### What to produce
Look through the records and copy every line in which "validate" appears.

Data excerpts

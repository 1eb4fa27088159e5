//! Noise model configuration.
//!
//! Values come from, in increasing precedence:
//! 1. Built-in defaults
//! 2. A YAML (or JSON) configuration file
//! 3. Environment variables with the `QSCOUT_` prefix

use serde::{Deserialize, Serialize};
use std::fmt;
use std::path::Path;
use std::str::FromStr;
use tracing::{info, warn};

use crate::error::{NoiseError, NoiseResult};

/// Environment variable overriding [`NoiseConfig::depolarization`].
pub const ENV_DEPOLARIZATION: &str = "QSCOUT_DEPOLARIZATION";
/// Environment variable overriding [`NoiseConfig::rotation_error`].
pub const ENV_ROTATION_ERROR: &str = "QSCOUT_ROTATION_ERROR";
/// Environment variable overriding [`NoiseConfig::phase_error`].
pub const ENV_PHASE_ERROR: &str = "QSCOUT_PHASE_ERROR";
/// Environment variable overriding [`NoiseConfig::two_qubit_depolarization`].
pub const ENV_TWO_QUBIT_DEPOLARIZATION: &str = "QSCOUT_TWO_QUBIT_DEPOLARIZATION";

/// How depolarization is spread over a multi-qubit register.
#[derive(Debug, Clone, Copy, Default, PartialEq, Eq, Hash, Serialize, Deserialize)]
#[serde(rename_all = "snake_case")]
pub enum DepolarizingConvention {
    /// Tensor product of single-qubit channels: a Pauli string of weight `w`
    /// decays as `d^w`.
    #[default]
    Product,
    /// Every coherence component decays as `d`, regardless of weight.
    Uniform,
}

impl fmt::Display for DepolarizingConvention {
    fn fmt(&self, f: &mut fmt::Formatter<'_>) -> fmt::Result {
        match self {
            DepolarizingConvention::Product => write!(f, "product"),
            DepolarizingConvention::Uniform => write!(f, "uniform"),
        }
    }
}

impl FromStr for DepolarizingConvention {
    type Err = NoiseError;

    fn from_str(s: &str) -> Result<Self, Self::Err> {
        match s.trim().to_ascii_lowercase().as_str() {
            "product" | "kron" => Ok(DepolarizingConvention::Product),
            "uniform" => Ok(DepolarizingConvention::Uniform),
            other => Err(NoiseError::InvalidConfig(format!(
                "unknown depolarizing convention '{other}'"
            ))),
        }
    }
}

/// The three physical error rates of the model.
///
/// All rates are per π/2 single-qubit gate time.
#[derive(Debug, Clone, Copy, PartialEq, Serialize, Deserialize)]
pub struct NoiseConfig {
    /// Depolarization during one π/2 gate.
    #[serde(default = "default_depolarization")]
    pub depolarization: f64,

    /// Over-rotation angle accumulated during one π/2 gate.
    #[serde(default = "default_rotation_error")]
    pub rotation_error: f64,

    /// Offset of the X-Y axis angle for non-Z rotations.
    #[serde(default = "default_phase_error")]
    pub phase_error: f64,

    /// Layout of the depolarizing diagonal on two or more qubits.
    #[serde(default)]
    pub two_qubit_depolarization: DepolarizingConvention,
}

fn default_depolarization() -> f64 {
    1e-3
}

fn default_rotation_error() -> f64 {
    1e-2
}

fn default_phase_error() -> f64 {
    1e-2
}

impl Default for NoiseConfig {
    fn default() -> Self {
        Self {
            depolarization: default_depolarization(),
            rotation_error: default_rotation_error(),
            phase_error: default_phase_error(),
            two_qubit_depolarization: DepolarizingConvention::default(),
        }
    }
}

impl NoiseConfig {
    /// A configuration with every error rate set to zero.
    pub fn noiseless() -> Self {
        Self {
            depolarization: 0.0,
            rotation_error: 0.0,
            phase_error: 0.0,
            ..Self::default()
        }
    }

    /// Set the depolarization rate.
    #[must_use]
    pub fn with_depolarization(mut self, depolarization: f64) -> Self {
        self.depolarization = depolarization;
        self
    }

    /// Set the over-rotation rate.
    #[must_use]
    pub fn with_rotation_error(mut self, rotation_error: f64) -> Self {
        self.rotation_error = rotation_error;
        self
    }

    /// Set the axis offset.
    #[must_use]
    pub fn with_phase_error(mut self, phase_error: f64) -> Self {
        self.phase_error = phase_error;
        self
    }

    /// Set the multi-qubit depolarization layout.
    #[must_use]
    pub fn with_two_qubit_depolarization(mut self, convention: DepolarizingConvention) -> Self {
        self.two_qubit_depolarization = convention;
        self
    }

    /// Parse a YAML document.
    pub fn from_yaml_str(contents: &str) -> NoiseResult<Self> {
        let config: NoiseConfig =
            serde_yaml_ng::from_str(contents).map_err(|e| NoiseError::Parse(e.to_string()))?;
        config.validate()?;
        Ok(config)
    }

    /// Parse a JSON document.
    pub fn from_json_str(contents: &str) -> NoiseResult<Self> {
        let config: NoiseConfig =
            serde_json::from_str(contents).map_err(|e| NoiseError::Parse(e.to_string()))?;
        config.validate()?;
        Ok(config)
    }

    /// Load from a file. `.json` files are read as JSON, anything else as YAML.
    pub fn from_file<P: AsRef<Path>>(path: P) -> NoiseResult<Self> {
        let path = path.as_ref();
        let contents =
            std::fs::read_to_string(path).map_err(|e| NoiseError::Io(e.to_string()))?;

        let is_json = path
            .extension()
            .and_then(|e| e.to_str())
            .is_some_and(|e| e.eq_ignore_ascii_case("json"));
        if is_json {
            Self::from_json_str(&contents)
        } else {
            Self::from_yaml_str(&contents)
        }
    }

    /// Defaults with environment overrides applied.
    pub fn from_env() -> Self {
        let mut config = Self::default();
        config.apply_env_overrides();
        config
    }

    /// Load configuration with full precedence: defaults, then the optional
    /// file, then environment variables.
    pub fn load(config_file: Option<&str>) -> NoiseResult<Self> {
        let mut config = match config_file {
            Some(path) => {
                info!("Loading noise configuration from {}", path);
                Self::from_file(path)?
            }
            None => Self::default(),
        };
        config.apply_env_overrides();
        config.validate()?;
        Ok(config)
    }

    /// Apply `QSCOUT_*` environment variables.
    pub fn apply_env_overrides(&mut self) {
        self.apply_overrides(|key| std::env::var(key).ok());
    }

    /// Apply overrides from an arbitrary key lookup.
    ///
    /// Unparsable values are logged and skipped.
    pub fn apply_overrides<F>(&mut self, lookup: F)
    where
        F: Fn(&str) -> Option<String>,
    {
        let rates = [
            (ENV_DEPOLARIZATION, &mut self.depolarization),
            (ENV_ROTATION_ERROR, &mut self.rotation_error),
            (ENV_PHASE_ERROR, &mut self.phase_error),
        ];
        for (key, slot) in rates {
            if let Some(raw) = lookup(key) {
                match raw.trim().parse::<f64>() {
                    Ok(v) => *slot = v,
                    Err(_) => warn!("Ignoring {}={:?}: not a number", key, raw),
                }
            }
        }

        if let Some(raw) = lookup(ENV_TWO_QUBIT_DEPOLARIZATION) {
            match raw.parse() {
                Ok(v) => self.two_qubit_depolarization = v,
                Err(e) => warn!("Ignoring {}: {}", ENV_TWO_QUBIT_DEPOLARIZATION, e),
            }
        }
    }

    /// Check that the rates describe a physical channel.
    pub fn validate(&self) -> NoiseResult<()> {
        if !(0.0..=1.0).contains(&self.depolarization) {
            return Err(NoiseError::InvalidConfig(format!(
                "depolarization must lie in [0, 1], got {}",
                self.depolarization
            )));
        }
        if !self.rotation_error.is_finite() {
            return Err(NoiseError::InvalidConfig(format!(
                "rotation_error must be finite, got {}",
                self.rotation_error
            )));
        }
        if !self.phase_error.is_finite() {
            return Err(NoiseError::InvalidConfig(format!(
                "phase_error must be finite, got {}",
                self.phase_error
            )));
        }
        Ok(())
    }
}

#[cfg(test)]
mod tests {
    use super::*;
    use std::collections::HashMap;

    #[test]
    fn test_defaults() {
        let config = NoiseConfig::default();
        assert_eq!(config.depolarization, 1e-3);
        assert_eq!(config.rotation_error, 1e-2);
        assert_eq!(config.phase_error, 1e-2);
        assert_eq!(config.two_qubit_depolarization, DepolarizingConvention::Product);
        assert!(config.validate().is_ok());
    }

    #[test]
    fn test_yaml_partial_document_uses_defaults() {
        let config = NoiseConfig::from_yaml_str("depolarization: 0.005\n").unwrap();
        assert_eq!(config.depolarization, 0.005);
        assert_eq!(config.rotation_error, 1e-2);
    }

    #[test]
    fn test_yaml_roundtrip() {
        let config = NoiseConfig::default()
            .with_phase_error(0.0)
            .with_two_qubit_depolarization(DepolarizingConvention::Uniform);
        let yaml = serde_yaml_ng::to_string(&config).unwrap();
        assert!(yaml.contains("two_qubit_depolarization: uniform"));
        assert_eq!(NoiseConfig::from_yaml_str(&yaml).unwrap(), config);
    }

    #[test]
    fn test_json() {
        let config = NoiseConfig::from_json_str(r#"{"rotation_error": 0.02}"#).unwrap();
        assert_eq!(config.rotation_error, 0.02);
        assert!(matches!(
            NoiseConfig::from_json_str("{not json"),
            Err(NoiseError::Parse(_))
        ));
    }

    #[test]
    fn test_validation() {
        assert!(matches!(
            NoiseConfig::default().with_depolarization(1.5).validate(),
            Err(NoiseError::InvalidConfig(_))
        ));
        assert!(matches!(
            NoiseConfig::default().with_depolarization(-0.1).validate(),
            Err(NoiseError::InvalidConfig(_))
        ));
        assert!(matches!(
            NoiseConfig::default().with_rotation_error(f64::NAN).validate(),
            Err(NoiseError::InvalidConfig(_))
        ));
        assert!(matches!(
            NoiseConfig::from_yaml_str("depolarization: 2.0"),
            Err(NoiseError::InvalidConfig(_))
        ));
    }

    #[test]
    fn test_overrides() {
        let vars: HashMap<&str, &str> = [
            (ENV_DEPOLARIZATION, "0.01"),
            (ENV_PHASE_ERROR, "not-a-number"),
            (ENV_TWO_QUBIT_DEPOLARIZATION, "Uniform"),
        ]
        .into_iter()
        .collect();

        let mut config = NoiseConfig::default();
        config.apply_overrides(|k| vars.get(k).map(|v| (*v).to_string()));

        assert_eq!(config.depolarization, 0.01);
        assert_eq!(config.phase_error, 1e-2);
        assert_eq!(config.two_qubit_depolarization, DepolarizingConvention::Uniform);
    }

    #[test]
    fn test_missing_file() {
        assert!(matches!(
            NoiseConfig::from_file("/nonexistent/qscout-noise.yaml"),
            Err(NoiseError::Io(_))
        ));
    }
}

### Solution to this problem
        config.validate()?;
        config.validate()?;
        config.validate()?;
    pub fn validate(&self) -> NoiseResult<()> {
        assert!(config.validate().is_ok());
            NoiseConfig::default().with_depolarization(1.5).validate(),
            NoiseConfig::default().with_depolarization(-0.1).validate(),
            NoiseConfig::default().with_rotation_error(f64::NAN).validate(),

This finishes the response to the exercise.